▸ Task goal
Your reply must be the number of lines in the entries that hold the word "depth", and nothing else.

▸ Data listing
+--

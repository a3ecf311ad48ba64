//! # Sandbox Layouts
//!
//! Seeded random floor layouts for trying out catalogs, benchmarking the
//! production pass and driving the command-line simulator.

use crate::catalog::{ContentCatalog, CreatureDefinition, RoomDefinition};
use crate::config::GRID_SIZE;
use crate::grid::{is_unique_type_placed, place_on_floor, Position, RoomShape};
use crate::production::{get_effective_fear_level, get_effective_max_inhabitants, StateModifierRegistry};
use crate::world::{Biome, Floor, InhabitantInstance, InhabitantState, PlacedRoom};
use crate::{BurrowError, BurrowResult};
use rand::rngs::StdRng;
use rand::seq::SliceRandom;
use rand::{Rng, SeedableRng};
use serde::{Deserialize, Serialize};

const BIOMES: [Biome; 6] = [
    Biome::Neutral,
    Biome::Volcanic,
    Biome::Flooded,
    Biome::Crystal,
    Biome::Corrupted,
    Biome::Fungal,
];

/// Parameters for a sandbox layout.
#[derive(Debug, Clone, PartialEq, Serialize, Deserialize)]
pub struct SandboxConfig {
    /// Random seed for reproducible layouts
    pub seed: u64,
    /// Number of floors, starting at depth 0
    pub floor_count: u32,
    /// Minimum rooms attempted per floor
    pub min_rooms: u32,
    /// Maximum rooms attempted per floor
    pub max_rooms: u32,
    /// Worker cap for rooms with unlimited capacity
    pub max_workers_per_room: u32,
}

impl SandboxConfig {
    pub fn new(seed: u64) -> Self {
        Self {
            seed,
            floor_count: 3,
            min_rooms: 6,
            max_rooms: 12,
            max_workers_per_room: 4,
        }
    }

    /// A single small floor.
    pub fn for_testing(seed: u64) -> Self {
        Self {
            seed,
            floor_count: 1,
            min_rooms: 3,
            max_rooms: 5,
            max_workers_per_room: 2,
        }
    }
}

impl Default for SandboxConfig {
    fn default() -> Self {
        Self::new(42)
    }
}

/// Places random catalog rooms on fresh floors and staffs them.
#[derive(Debug, Clone)]
pub struct SandboxGenerator {
    /// Maximum anchors tried per room before giving up on it
    pub max_placement_attempts: u32,
}

impl SandboxGenerator {
    pub fn new() -> Self {
        Self {
            max_placement_attempts: 100,
        }
    }

    pub fn for_testing() -> Self {
        Self {
            max_placement_attempts: 50,
        }
    }

    /// Generates `config.floor_count` floors.
    ///
    /// Unique room types appear at most once across all floors. Rooms that
    /// need workers get between one worker and their effective capacity.
    pub fn generate(&self, catalog: &ContentCatalog, config: &SandboxConfig) -> BurrowResult<Vec<Floor>> {
        let definitions = catalog.room_definitions();
        if definitions.is_empty() {
            return Err(BurrowError::InvalidCatalog(
                "catalog has no room definitions".to_string(),
            ));
        }

        let mut rng = StdRng::seed_from_u64(config.seed);
        let mut floors: Vec<Floor> = Vec::new();

        for depth in 0..config.floor_count {
            let biome = *BIOMES.choose(&mut rng).unwrap_or(&Biome::Neutral);
            let floor = self.populate_floor(
                Floor::new(depth, biome),
                &floors,
                catalog,
                &definitions,
                config,
                &mut rng,
            );
            log::debug!(
                "Sandbox floor {} ({}): {} rooms, {} inhabitants",
                depth,
                biome,
                floor.rooms.len(),
                floor.inhabitants.len()
            );
            floors.push(floor);
        }

        Ok(floors)
    }

    fn populate_floor(
        &self,
        mut floor: Floor,
        previous_floors: &[Floor],
        catalog: &ContentCatalog,
        definitions: &[&RoomDefinition],
        config: &SandboxConfig,
        rng: &mut StdRng,
    ) -> Floor {
        let creatures = catalog.creature_definitions();
        let room_count = rng.gen_range(config.min_rooms.min(config.max_rooms)..=config.max_rooms);

        for _ in 0..room_count {
            let Some(&definition) = definitions.choose(rng) else {
                break;
            };
            if definition.unique
                && (is_unique_type_placed(previous_floors, &definition.id)
                    || is_unique_type_placed(std::slice::from_ref(&floor), &definition.id))
            {
                continue;
            }
            let Some(shape) = catalog.shape(&definition.shape_id) else {
                log::warn!(
                    "Skipping {}: unknown shape \"{}\"",
                    definition.id,
                    definition.shape_id
                );
                continue;
            };

            if let Some((placed, room)) = self.try_place_room(&floor, definition, shape, rng) {
                floor = staff_room(placed, &room, definition, &creatures, catalog, config, rng);
            }
        }

        floor
    }

    /// Tries random anchors until the room fits or attempts run out.
    fn try_place_room(
        &self,
        floor: &Floor,
        definition: &RoomDefinition,
        shape: &RoomShape,
        rng: &mut StdRng,
    ) -> Option<(Floor, PlacedRoom)> {
        let max_x = GRID_SIZE - shape.width as i32;
        let max_y = GRID_SIZE - shape.height as i32;
        if max_x < 0 || max_y < 0 {
            return None;
        }

        for _ in 0..self.max_placement_attempts {
            let anchor = Position::new(rng.gen_range(0..=max_x), rng.gen_range(0..=max_y));
            let room = PlacedRoom::new(definition.id.clone(), shape.id.clone(), anchor);
            if let Ok(placed) = place_on_floor(floor, room.clone(), shape) {
                return Some((placed, room));
            }
        }

        None // Floor too crowded for this shape
    }
}

impl Default for SandboxGenerator {
    fn default() -> Self {
        Self::new()
    }
}

/// Assigns random creatures to a freshly placed worker room.
///
/// Creatures whose tolerance the room's fear level exceeds start scared.
fn staff_room(
    floor: Floor,
    room: &PlacedRoom,
    definition: &RoomDefinition,
    creatures: &[&CreatureDefinition],
    catalog: &ContentCatalog,
    config: &SandboxConfig,
    rng: &mut StdRng,
) -> Floor {
    if !definition.requires_workers || creatures.is_empty() {
        return floor;
    }

    let capacity = match get_effective_max_inhabitants(room, definition) {
        -1 => config.max_workers_per_room,
        cap => cap.max(0) as u32,
    };
    if capacity == 0 {
        return floor;
    }

    let states = StateModifierRegistry::new(catalog);
    let fear_level = get_effective_fear_level(room, definition);
    let worker_count = rng.gen_range(1..=capacity);

    let mut staffed = floor;
    for _ in 0..worker_count {
        let Some(creature) = creatures.choose(rng) else {
            break;
        };
        let mut inhabitant = InhabitantInstance::assigned(creature.id.clone(), room.id);
        if fear_level.is_some_and(|fear| states.is_inhabitant_scared(&inhabitant, fear)) {
            inhabitant = inhabitant.with_state(InhabitantState::Scared);
        }
        staffed = staffed.with_inhabitant(inhabitant);
    }
    staffed
}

+--

▸ Exercise response
4